Scan the material for the word "like" and copy each line where it occurs.

-=-=-=-=-

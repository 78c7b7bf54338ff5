//! Duration parsing utilities.
//!
//! Parses human-readable duration strings like "500ms", "30s", "2m", "1h".

use crate::error::{Error, Result};
use std::time::Duration;

/// Parse a duration string like "500ms", "30s", "2m", "1h".
///
/// A bare number is taken as seconds. Returns `None` if the string cannot be
/// parsed.
///
/// # Examples
///
/// ```
/// use tunnel_manager::config::parse_duration_string;
/// use std::time::Duration;
///
/// assert_eq!(parse_duration_string("45s"), Some(Duration::from_secs(45)));
/// assert_eq!(parse_duration_string("250ms"), Some(Duration::from_millis(250)));
/// assert_eq!(parse_duration_string("2m"), Some(Duration::from_secs(120)));
/// assert_eq!(parse_duration_string("90"), Some(Duration::from_secs(90)));
/// ```
pub fn parse_duration_string(s: &str) -> Option<Duration> {
    let s = s.trim();

    let (digits, unit): (&str, fn(u64) -> Option<Duration>) =
        if let Some(n) = s.strip_suffix("ms") {
            (n, |v| Some(Duration::from_millis(v)))
        } else if let Some(n) = s.strip_suffix('s') {
            (n, |v| Some(Duration::from_secs(v)))
        } else if let Some(n) = s.strip_suffix('m') {
            (n, |v| v.checked_mul(60).map(Duration::from_secs))
        } else if let Some(n) = s.strip_suffix('h') {
            (n, |v| v.checked_mul(3600).map(Duration::from_secs))
        } else {
            (s, |v| Some(Duration::from_secs(v)))
        };

    if digits.is_empty() || !digits.chars().all(|c| c.is_ascii_digit()) {
        return None;
    }
    digits.parse::<u64>().ok().and_then(unit)
}

/// Parse a duration setting, naming the field in the error.
pub fn parse_duration_field(field: &str, value: &str) -> Result<Duration> {
    parse_duration_string(value).ok_or_else(|| {
        Error::Config(format!(
            "'{}' has invalid duration '{}' (expected e.g. \"30s\", \"500ms\", \"2m\")",
            field, value
        ))
    })
}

-=-=-=-=-

● EXERCISE OUTPUT
//! Parses human-readable duration strings like "500ms", "30s", "2m", "1h".
/// Parse a duration string like "500ms", "30s", "2m", "1h".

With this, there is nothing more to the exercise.